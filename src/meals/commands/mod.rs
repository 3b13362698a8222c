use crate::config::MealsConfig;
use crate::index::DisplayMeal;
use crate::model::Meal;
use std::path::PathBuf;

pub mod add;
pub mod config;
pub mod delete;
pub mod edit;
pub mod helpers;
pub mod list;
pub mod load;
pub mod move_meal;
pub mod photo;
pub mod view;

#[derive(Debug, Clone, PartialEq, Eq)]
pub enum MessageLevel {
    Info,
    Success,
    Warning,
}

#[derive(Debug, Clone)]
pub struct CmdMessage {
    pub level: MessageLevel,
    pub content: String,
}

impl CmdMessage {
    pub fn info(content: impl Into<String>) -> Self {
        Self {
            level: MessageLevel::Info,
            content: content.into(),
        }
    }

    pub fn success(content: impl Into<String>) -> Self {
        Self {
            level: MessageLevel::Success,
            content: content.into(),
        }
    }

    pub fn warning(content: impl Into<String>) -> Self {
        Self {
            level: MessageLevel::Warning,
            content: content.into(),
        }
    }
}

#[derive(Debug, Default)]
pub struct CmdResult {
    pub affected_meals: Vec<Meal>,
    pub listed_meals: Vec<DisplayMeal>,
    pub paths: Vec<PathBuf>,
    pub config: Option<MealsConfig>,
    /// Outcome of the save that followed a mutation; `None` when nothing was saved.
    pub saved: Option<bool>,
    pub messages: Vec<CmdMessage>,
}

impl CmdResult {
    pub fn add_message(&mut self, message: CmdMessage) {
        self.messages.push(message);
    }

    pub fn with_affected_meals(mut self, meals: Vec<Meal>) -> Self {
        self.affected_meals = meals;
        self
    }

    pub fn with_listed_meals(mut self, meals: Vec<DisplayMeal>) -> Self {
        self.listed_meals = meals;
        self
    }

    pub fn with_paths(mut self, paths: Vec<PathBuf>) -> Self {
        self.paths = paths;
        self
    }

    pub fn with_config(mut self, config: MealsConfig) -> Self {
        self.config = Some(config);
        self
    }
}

........

* **PROBLEM REQUIREMENTS**
Please write out, exactly as they appear, the line that contains "pub fn with_listed_meals(mut" and every line after it up to the end of the entries above, and no others.

* **EXPECTED ANSWER**
    pub fn with_listed_meals(mut self, meals: Vec<DisplayMeal>) -> Self {
        self.listed_meals = meals;
        self
    }

    pub fn with_paths(mut self, paths: Vec<PathBuf>) -> Self {
        self.paths = paths;
        self
    }

    pub fn with_config(mut self, config: MealsConfig) -> Self {
        self.config = Some(config);
        self
    }
}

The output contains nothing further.